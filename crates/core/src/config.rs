//! Configuration for loading and classifying contracts
//!
//! Settings are read from a TOML file:
//!
//! ```toml
//! [changelog]
//! fail_on = "breaking"
//!
//! [changelog.severity_overrides]
//! "quality-removed" = "breaking"
//!
//! [loader]
//! inline_definitions = true
//! inline_quality = true
//! http_timeout_secs = 10
//! ```

use crate::diff::Severity;
use serde::{Deserialize, Serialize};
use std::collections::BTreeMap;
use std::path::Path;
use std::time::Duration;
use thiserror::Error;

/// Errors that can occur while reading configuration
#[derive(Error, Debug)]
pub enum ConfigError {
    /// Config file could not be read
    #[error("Failed to read config file {path}: {source}")]
    Io {
        path: String,
        #[source]
        source: std::io::Error,
    },

    /// Config file is not valid TOML or has unexpected keys
    #[error("Invalid configuration: {0}")]
    Toml(#[from] toml::de::Error),
}

/// Top-level configuration
#[derive(Debug, Clone, Default, PartialEq, Serialize, Deserialize)]
#[serde(default, deny_unknown_fields)]
pub struct Config {
    pub changelog: ChangelogConfig,
    pub loader: LoaderConfig,
}

impl Config {
    /// Parse configuration from TOML text
    pub fn from_toml_str(content: &str) -> Result<Self, ConfigError> {
        Ok(toml::from_str(content)?)
    }

    /// Read configuration from a TOML file
    pub fn from_file(path: impl AsRef<Path>) -> Result<Self, ConfigError> {
        let path = path.as_ref();
        let content = std::fs::read_to_string(path).map_err(|source| ConfigError::Io {
            path: path.display().to_string(),
            source,
        })?;
        Self::from_toml_str(&content)
    }
}

/// Configuration for change classification and the breaking gate
#[derive(Debug, Clone, PartialEq, Serialize, Deserialize)]
#[serde(default, deny_unknown_fields)]
pub struct ChangelogConfig {
    /// The gate fails when any change has at least this severity
    pub fail_on: Severity,

    /// Severity per rule id, replacing the built-in severity
    pub severity_overrides: BTreeMap<String, Severity>,
}

impl Default for ChangelogConfig {
    fn default() -> Self {
        Self {
            fail_on: Severity::Breaking,
            severity_overrides: BTreeMap::new(),
        }
    }
}

impl ChangelogConfig {
    /// Create a new configuration with defaults
    pub fn new() -> Self {
        Self::default()
    }

    /// Create a builder for custom configuration
    pub fn builder() -> ChangelogConfigBuilder {
        ChangelogConfigBuilder::default()
    }

    /// Severity override for a rule, if configured
    pub fn override_for(&self, rule_id: &str) -> Option<Severity> {
        self.severity_overrides.get(rule_id).copied()
    }
}

/// Builder for ChangelogConfig
#[derive(Debug, Default)]
pub struct ChangelogConfigBuilder {
    config: ChangelogConfig,
}

impl ChangelogConfigBuilder {
    /// Set the gate threshold
    pub fn fail_on(mut self, severity: Severity) -> Self {
        self.config.fail_on = severity;
        self
    }

    /// Override the severity of one rule
    pub fn severity_override(mut self, rule_id: impl Into<String>, severity: Severity) -> Self {
        self.config
            .severity_overrides
            .insert(rule_id.into(), severity);
        self
    }

    /// Build the configuration
    pub fn build(self) -> ChangelogConfig {
        self.config
    }
}

/// Configuration for document loading
#[derive(Debug, Clone, PartialEq, Serialize, Deserialize)]
#[serde(default, deny_unknown_fields)]
pub struct LoaderConfig {
    /// Replace `$ref` pointers with the referenced definitions
    pub inline_definitions: bool,

    /// Replace `$ref` quality specifications with the referenced check files
    pub inline_quality: bool,

    /// Timeout for fetching remote documents
    pub http_timeout_secs: u64,
}

impl Default for LoaderConfig {
    fn default() -> Self {
        Self {
            inline_definitions: true,
            inline_quality: true,
            http_timeout_secs: 10,
        }
    }
}

impl LoaderConfig {
    /// Create a new configuration with defaults
    pub fn new() -> Self {
        Self::default()
    }

    /// Enable or disable definition inlining
    pub fn with_inline_definitions(mut self, inline: bool) -> Self {
        self.inline_definitions = inline;
        self
    }

    /// Enable or disable inlining of referenced quality specifications
    pub fn with_inline_quality(mut self, inline: bool) -> Self {
        self.inline_quality = inline;
        self
    }

    /// Set the http timeout in seconds
    pub fn with_http_timeout_secs(mut self, secs: u64) -> Self {
        self.http_timeout_secs = secs;
        self
    }

    pub fn http_timeout(&self) -> Duration {
        Duration::from_secs(self.http_timeout_secs)
    }
}
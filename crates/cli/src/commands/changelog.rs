//! Changelog command implementation

use super::{CompareArgs, Status};
use crate::error::CliError;
use crate::output::{self, OutputFormat};
use crate::source::load_pair;
use datacontract_core::{Config, ContractLoader, diff};

/// Handle the `changelog` command
pub fn handle_changelog(
    loader: &ContractLoader,
    config: &Config,
    args: &CompareArgs,
) -> Result<Status, CliError> {
    let (old, new) = load_pair(loader, &args.old, &args.new)?;
    let changelog = diff::changelog(&old, &new, &config.changelog);

    match args.format {
        OutputFormat::Json => println!("{}", output::to_json(&changelog)?),
        OutputFormat::Text => print!("{}", output::format_changelog(&changelog)),
    }
    Ok(Status::Passed)
}
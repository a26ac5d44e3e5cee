//! `$ref` resolution for field definitions

use super::error::LoadError;
use super::fetch::ResourceFetcher;
use super::raw::RawField;
use std::collections::HashMap;
use tracing::debug;

const LOCAL_PREFIX: &str = "#/definitions/";

/// Resolves `$ref` pointers against the document's own `definitions`
/// section or an external document
pub struct DefinitionResolver<'a> {
    definitions: HashMap<&'a str, &'a RawField>,
    fetcher: &'a dyn ResourceFetcher,
    base: Option<&'a str>,
}

impl<'a> DefinitionResolver<'a> {
    pub fn new(
        definitions: &'a [(String, RawField)],
        fetcher: &'a dyn ResourceFetcher,
        base: Option<&'a str>,
    ) -> Self {
        Self {
            definitions: definitions
                .iter()
                .map(|(name, def)| (name.as_str(), def))
                .collect(),
            fetcher,
            base,
        }
    }

    /// Resolve a reference to the definition it points to
    ///
    /// `path` is the referencing field, used for error messages.
    pub fn resolve(&self, reference: &str, path: &str) -> Result<RawField, LoadError> {
        let unresolved = || LoadError::UnresolvedReference {
            path: path.to_string(),
            reference: reference.to_string(),
        };

        if let Some(name) = reference.strip_prefix(LOCAL_PREFIX) {
            return self
                .definitions
                .get(name)
                .map(|def| (*def).clone())
                .ok_or_else(unresolved);
        }
        if reference.starts_with('#') {
            return Err(unresolved());
        }

        let (location, fragment) = match reference.split_once('#') {
            Some((location, fragment)) => (location, Some(fragment)),
            None => (reference, None),
        };
        debug!("Resolving external definition {} for {}", reference, path);
        let text = self.fetcher.fetch_reference(location, self.base)?;
        let document: serde_yaml::Value = serde_yaml::from_str(&text)?;

        let target = match fragment {
            Some(pointer) => pointer
                .split('/')
                .filter(|segment| !segment.is_empty())
                .try_fold(&document, |node, segment| node.get(segment))
                .ok_or_else(unresolved)?,
            None => &document,
        };
        serde_yaml::from_value(target.clone()).map_err(LoadError::from)
    }

    /// Fetch a referenced quality specification
    ///
    /// YAML and JSON check files are parsed so that formatting edits do not
    /// count as changes; anything else is kept as text.
    pub fn resolve_document(
        &self,
        reference: &str,
        path: &str,
    ) -> Result<serde_json::Value, LoadError> {
        debug!("Resolving quality specification {} for {}", reference, path);
        let text = self.fetcher.fetch_reference(reference, self.base)?;
        Ok(serde_yaml::from_str(&text).unwrap_or(serde_json::Value::String(text)))
    }
}
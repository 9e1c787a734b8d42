use std::fmt;

/**
 * Represents the type of error that can occur within the application.
 */
#[derive(Debug, Clone, PartialEq)]
pub enum ErrorType {
    Initialization,
    Validation,
    DatabaseError,
    Rendering,
    Template,
}

/**
 * Represents an error that occurs within the application.
 */
#[derive(Debug, Clone)]
pub struct ApplicationError {
    /**
     * Error type.
     */
    pub error_type: ErrorType,
    /**
     * Error message describing problem.
     */
    pub message: String,
}

impl ApplicationError {
    /**
     * Creates a new ApplicationError.
     *
     * #Arguments
     * `error_type`: The type of error.
     * `message`: A description of the error.
     */
    pub fn new(error_type: ErrorType, message: String) -> Self {
        ApplicationError { error_type, message }
    }
}

impl fmt::Display for ApplicationError {
    fn fmt(&self, f: &mut fmt::Formatter) -> fmt::Result {
        write!(f, "{}", self.message)
    }
}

++++++++

THE PROBLEM
Could you retype exactly the lines above, starting at the line that contains "pub fn override_for(&self, rule_id: &str)" and ending at the line that contains "pub fn fail_on(mut", and nothing more?

TASK ANSWER
    pub fn override_for(&self, rule_id: &str) -> Option<Severity> {
        self.severity_overrides.get(rule_id).copied()
    }
}

/// Builder for ChangelogConfig
#[derive(Debug, Default)]
pub struct ChangelogConfigBuilder {
    config: ChangelogConfig,
}

impl ChangelogConfigBuilder {
    /// Set the gate threshold
    pub fn fail_on(mut self, severity: Severity) -> Self {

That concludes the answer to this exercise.